*Exercise materials:*
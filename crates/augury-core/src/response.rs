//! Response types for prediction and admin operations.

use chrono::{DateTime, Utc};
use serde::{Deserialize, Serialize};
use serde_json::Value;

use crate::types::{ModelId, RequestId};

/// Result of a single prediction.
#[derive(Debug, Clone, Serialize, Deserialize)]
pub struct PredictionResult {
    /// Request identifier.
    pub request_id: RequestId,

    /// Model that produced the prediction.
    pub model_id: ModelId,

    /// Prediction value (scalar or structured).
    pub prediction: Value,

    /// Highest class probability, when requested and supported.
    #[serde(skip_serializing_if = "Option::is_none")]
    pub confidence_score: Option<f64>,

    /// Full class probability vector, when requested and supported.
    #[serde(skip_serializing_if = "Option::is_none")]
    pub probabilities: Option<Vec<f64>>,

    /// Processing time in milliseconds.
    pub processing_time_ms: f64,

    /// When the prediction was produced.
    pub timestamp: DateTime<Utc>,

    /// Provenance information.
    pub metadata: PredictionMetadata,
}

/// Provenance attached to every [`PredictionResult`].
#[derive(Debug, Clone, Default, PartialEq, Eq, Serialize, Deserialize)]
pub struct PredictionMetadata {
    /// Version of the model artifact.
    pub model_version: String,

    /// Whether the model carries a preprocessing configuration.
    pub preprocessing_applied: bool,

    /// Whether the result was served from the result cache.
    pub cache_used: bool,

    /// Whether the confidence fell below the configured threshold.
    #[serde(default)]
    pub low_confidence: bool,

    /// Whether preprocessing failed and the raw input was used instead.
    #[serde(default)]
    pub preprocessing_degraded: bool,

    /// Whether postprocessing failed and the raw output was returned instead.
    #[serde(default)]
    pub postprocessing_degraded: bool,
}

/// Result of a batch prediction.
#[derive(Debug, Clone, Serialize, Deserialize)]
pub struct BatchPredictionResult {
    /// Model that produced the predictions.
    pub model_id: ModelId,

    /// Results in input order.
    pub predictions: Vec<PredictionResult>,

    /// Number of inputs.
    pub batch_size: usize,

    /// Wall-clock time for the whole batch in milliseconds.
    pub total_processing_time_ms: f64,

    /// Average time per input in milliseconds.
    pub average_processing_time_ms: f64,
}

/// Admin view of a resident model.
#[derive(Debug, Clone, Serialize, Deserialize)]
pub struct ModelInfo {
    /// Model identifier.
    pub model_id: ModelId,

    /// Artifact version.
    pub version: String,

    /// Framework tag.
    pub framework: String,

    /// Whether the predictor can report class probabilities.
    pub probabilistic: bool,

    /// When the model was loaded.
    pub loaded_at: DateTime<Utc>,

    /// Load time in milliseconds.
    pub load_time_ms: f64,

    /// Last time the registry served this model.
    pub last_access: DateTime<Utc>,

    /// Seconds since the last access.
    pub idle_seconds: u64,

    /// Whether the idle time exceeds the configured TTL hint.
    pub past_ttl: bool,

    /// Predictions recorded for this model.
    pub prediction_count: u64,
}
...
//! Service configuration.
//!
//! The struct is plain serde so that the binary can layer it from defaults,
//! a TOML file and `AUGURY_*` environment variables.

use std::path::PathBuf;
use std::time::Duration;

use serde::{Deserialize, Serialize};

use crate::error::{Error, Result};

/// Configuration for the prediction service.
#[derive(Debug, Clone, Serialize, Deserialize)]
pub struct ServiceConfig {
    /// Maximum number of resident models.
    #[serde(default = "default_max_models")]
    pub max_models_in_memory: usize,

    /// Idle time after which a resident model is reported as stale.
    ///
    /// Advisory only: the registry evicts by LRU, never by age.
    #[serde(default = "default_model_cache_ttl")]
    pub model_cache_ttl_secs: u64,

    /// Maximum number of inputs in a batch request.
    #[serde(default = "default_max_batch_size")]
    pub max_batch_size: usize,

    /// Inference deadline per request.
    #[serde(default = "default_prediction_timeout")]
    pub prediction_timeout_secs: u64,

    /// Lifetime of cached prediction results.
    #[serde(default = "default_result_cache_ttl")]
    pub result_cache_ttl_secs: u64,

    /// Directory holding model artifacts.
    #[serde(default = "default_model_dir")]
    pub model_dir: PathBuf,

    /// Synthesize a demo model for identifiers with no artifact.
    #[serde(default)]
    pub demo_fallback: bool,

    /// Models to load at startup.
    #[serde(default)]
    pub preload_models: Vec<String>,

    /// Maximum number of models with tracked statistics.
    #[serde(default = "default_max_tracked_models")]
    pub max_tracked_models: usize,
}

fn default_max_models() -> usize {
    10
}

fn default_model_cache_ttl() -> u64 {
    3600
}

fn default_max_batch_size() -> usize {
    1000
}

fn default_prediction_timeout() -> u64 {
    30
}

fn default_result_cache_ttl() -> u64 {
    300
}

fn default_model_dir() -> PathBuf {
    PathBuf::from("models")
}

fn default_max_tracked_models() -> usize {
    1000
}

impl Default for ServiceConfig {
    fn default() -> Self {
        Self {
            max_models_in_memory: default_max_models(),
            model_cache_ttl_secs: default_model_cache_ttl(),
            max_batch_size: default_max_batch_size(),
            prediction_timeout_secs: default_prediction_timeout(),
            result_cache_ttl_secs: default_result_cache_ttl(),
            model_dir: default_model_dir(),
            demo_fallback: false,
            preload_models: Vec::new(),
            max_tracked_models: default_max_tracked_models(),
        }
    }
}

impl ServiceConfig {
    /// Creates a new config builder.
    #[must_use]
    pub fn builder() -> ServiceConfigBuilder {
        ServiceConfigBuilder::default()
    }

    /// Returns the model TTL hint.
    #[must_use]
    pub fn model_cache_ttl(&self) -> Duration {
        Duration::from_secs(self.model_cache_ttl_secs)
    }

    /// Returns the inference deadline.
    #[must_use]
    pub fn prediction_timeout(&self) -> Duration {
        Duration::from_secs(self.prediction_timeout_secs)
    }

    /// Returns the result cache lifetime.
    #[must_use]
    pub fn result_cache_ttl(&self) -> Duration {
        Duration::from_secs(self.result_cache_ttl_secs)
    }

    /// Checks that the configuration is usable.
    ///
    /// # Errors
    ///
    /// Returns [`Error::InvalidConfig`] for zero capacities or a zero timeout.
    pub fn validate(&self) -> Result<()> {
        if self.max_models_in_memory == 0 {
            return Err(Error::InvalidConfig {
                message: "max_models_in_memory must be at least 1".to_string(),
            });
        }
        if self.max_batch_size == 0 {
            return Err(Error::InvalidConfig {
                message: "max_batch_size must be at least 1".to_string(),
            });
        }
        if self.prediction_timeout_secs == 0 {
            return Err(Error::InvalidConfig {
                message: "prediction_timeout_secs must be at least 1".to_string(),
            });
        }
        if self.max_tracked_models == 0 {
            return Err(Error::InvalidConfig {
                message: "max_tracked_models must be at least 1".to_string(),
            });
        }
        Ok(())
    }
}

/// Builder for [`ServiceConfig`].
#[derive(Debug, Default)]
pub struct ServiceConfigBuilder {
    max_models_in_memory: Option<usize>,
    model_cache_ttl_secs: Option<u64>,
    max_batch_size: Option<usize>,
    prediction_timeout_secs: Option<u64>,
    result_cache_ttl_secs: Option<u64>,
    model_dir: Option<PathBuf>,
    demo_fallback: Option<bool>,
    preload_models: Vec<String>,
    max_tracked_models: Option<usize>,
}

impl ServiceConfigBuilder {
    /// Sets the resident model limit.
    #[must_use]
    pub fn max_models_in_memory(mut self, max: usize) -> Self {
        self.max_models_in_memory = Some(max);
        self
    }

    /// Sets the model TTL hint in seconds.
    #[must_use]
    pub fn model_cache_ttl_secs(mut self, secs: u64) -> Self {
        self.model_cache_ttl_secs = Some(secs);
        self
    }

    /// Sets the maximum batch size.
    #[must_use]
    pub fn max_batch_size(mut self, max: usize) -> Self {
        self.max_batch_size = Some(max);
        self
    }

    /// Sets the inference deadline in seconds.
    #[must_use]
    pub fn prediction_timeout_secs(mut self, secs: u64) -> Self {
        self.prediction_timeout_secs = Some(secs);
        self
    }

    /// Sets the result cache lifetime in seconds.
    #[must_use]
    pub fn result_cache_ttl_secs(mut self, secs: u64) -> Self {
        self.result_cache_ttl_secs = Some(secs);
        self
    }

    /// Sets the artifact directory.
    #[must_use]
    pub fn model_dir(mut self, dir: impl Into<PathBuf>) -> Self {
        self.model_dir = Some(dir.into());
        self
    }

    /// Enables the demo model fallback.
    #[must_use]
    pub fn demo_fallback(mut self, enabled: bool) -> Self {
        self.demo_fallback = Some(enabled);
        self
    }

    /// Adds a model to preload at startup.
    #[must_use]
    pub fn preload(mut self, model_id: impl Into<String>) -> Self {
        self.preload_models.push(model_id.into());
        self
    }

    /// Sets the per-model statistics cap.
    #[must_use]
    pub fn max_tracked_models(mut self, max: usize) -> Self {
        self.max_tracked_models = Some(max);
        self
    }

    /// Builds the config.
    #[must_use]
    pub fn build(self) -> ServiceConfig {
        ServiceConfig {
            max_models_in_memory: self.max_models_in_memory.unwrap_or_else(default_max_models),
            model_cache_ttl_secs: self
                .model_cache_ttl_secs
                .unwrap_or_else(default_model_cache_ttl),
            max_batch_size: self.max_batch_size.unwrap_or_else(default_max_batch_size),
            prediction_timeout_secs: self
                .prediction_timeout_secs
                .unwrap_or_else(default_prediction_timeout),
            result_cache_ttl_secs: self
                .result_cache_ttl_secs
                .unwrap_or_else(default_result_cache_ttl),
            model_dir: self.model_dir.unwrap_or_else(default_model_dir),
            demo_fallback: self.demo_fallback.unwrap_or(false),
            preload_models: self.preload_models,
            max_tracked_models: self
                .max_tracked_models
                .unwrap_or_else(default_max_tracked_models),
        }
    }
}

*The task:* If a line of the listing above holds the string "failed", copy it.

*Exercise response:*
    /// Whether preprocessing failed and the raw input was used instead.
    /// Whether postprocessing failed and the raw output was returned instead.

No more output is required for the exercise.